WWF zum havarierten Frachter MSC Flaminia
Armutszeugnis für europäische Schifffahrtspolitik
Hamburg - Das havarierte Containerschiff MSC Flaminia birgt offenbar ein höheres Umweltrisiko als bislang bekannt. Der WWF zeigte sich besonders besorgt wegen zwei geladenen Containern, die 40 Tonnen giftiges PCB enthielten und verbrannt sind. Bei der Verbrennung von PCB entstehen Dioxine und Furane. „Das Löschwasser wird deshalb vermutlich mit hochgiftigem Dioxin belastet sein. Damit wird das an Bord befindliche Löschwasser zu Sondermüll, der keinesfalls ins Meer auslaufen darf, sondern sicher entsorgt werden muss. Es sollte daher im Interesse aller Anrainerstaaten sein, dass dieses Schiff baldmöglichst und sicher in einen Hafen gebracht wird“, erläutert Stephan Lutter, Meeresschutzexperte des WWF. „Dioxine sind langlebige Giftstoffe, die in der Umwelt nur schwer abgebaut werden. Falls sie ins Meer gelangen, würden sie sich in der Nahrungskette anreichern.“ Den Einsatz des Havariekommandos, das die Bergung des Containerschiffs übernommen hat, begrüßt der WWF ausdrücklich. „Die deutsche Entscheidung, das Schiff aufzunehmen, ist unter den gegebenen Umständen die einzig mögliche.
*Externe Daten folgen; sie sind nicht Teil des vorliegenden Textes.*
use chrono::{DateTime, NaiveDate, Utc};

use crate::limits::MAX_STAY_NIGHTS;
use crate::model::*;

use super::EngineError;

/// Reservation state machine.
///
/// ```text
/// Pending ──► Confirmed ──► CheckedIn ──► CheckedOut
///    │            │
///    └────────────┴──► Cancelled
/// ```
///
/// CheckedOut and Cancelled are terminal.
pub fn can_transition(from: ReservationStatus, to: ReservationStatus) -> bool {
    use ReservationStatus::*;
    matches!(
        (from, to),
        (Pending, Confirmed)
            | (Pending, Cancelled)
            | (Confirmed, CheckedIn)
            | (Confirmed, Cancelled)
            | (CheckedIn, CheckedOut)
    )
}

/// Move `reservation` to `to`, recording the audit entry and bumping the
/// version. Leaves the reservation untouched on error.
pub fn transition(
    reservation: &mut Reservation,
    to: ReservationStatus,
    at: DateTime<Utc>,
) -> Result<(), EngineError> {
    let from = reservation.status;
    if !can_transition(from, to) {
        return Err(EngineError::InvalidTransition {
            id: reservation.id,
            from,
            to,
        });
    }
    reservation.status = to;
    reservation.version += 1;
    reservation.history.push(Transition {
        from: Some(from),
        to,
        at,
    });
    Ok(())
}

/// Push a held stay's check-out later. The status is unchanged; the audit
/// entry records it as a self-transition.
pub fn extend(
    reservation: &mut Reservation,
    new_check_out: NaiveDate,
    at: DateTime<Utc>,
) -> Result<(), EngineError> {
    let status = reservation.status;
    if !matches!(status, ReservationStatus::Confirmed | ReservationStatus::CheckedIn) {
        return Err(EngineError::InvalidTransition {
            id: reservation.id,
            from: status,
            to: status,
        });
    }
    let check_in = reservation.stay.check_in;
    let invalid = |reason| EngineError::InvalidRange {
        check_in,
        check_out: new_check_out,
        reason,
    };
    if new_check_out <= reservation.stay.check_out {
        return Err(invalid("new check-out must be after the current one"));
    }
    if (new_check_out - check_in).num_days() > MAX_STAY_NIGHTS {
        return Err(invalid("stay too long"));
    }
    reservation.stay = Stay::new(check_in, new_check_out);
    reservation.version += 1;
    reservation.history.push(Transition {
        from: Some(status),
        to: status,
        at,
    });
    Ok(())
}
Allerdings sollten alle Optionen geprüft werden, das Schiff zunächst in der Nordsee auf Reede zu legen um dort gefährliche Stoffe zu abzupumpen und sicherzustellen, bevor es durch das Wattenmeer nach Wilhelmshaven geschleppt wird.“
Als skandalös dagegen werten die Umweltschützer, dass die havarierte Flaminia in Großbritannien und Frankreich keinen Nothafen erhalten hat, obwohl die Nordseeanrainerstaaten sich im sogenannten „Bonn Agreement“ zur gegenseitigen Hilfe bei Öl- und Chemieunfällen in der Nordsee verpflichtet haben. Der ursprüngliche Unfall hat sich zwar außerhalb des fraglichen Gebiets ereignet. „Trotzdem kann man nicht ignorieren, dass sich ein havariertes Schiff mit gefährlichen Chemikalien und Schweröl an Bord jetzt im Zuständigkeitsgebiet befindet, dort im Grunde festsitzt und bei Wetterverschlechterung im schlimmsten Fall auseinanderbrechen könnte“ verdeutlicht Meeresschutzexperte Lutter. Die Frage sei auch, warum die europäischen Verpflichtungen für die Vorhaltung von Nothäfen und die europäische Meeressicherheitsagentur (EMSA) in diesem Fall nicht geholfen hätten.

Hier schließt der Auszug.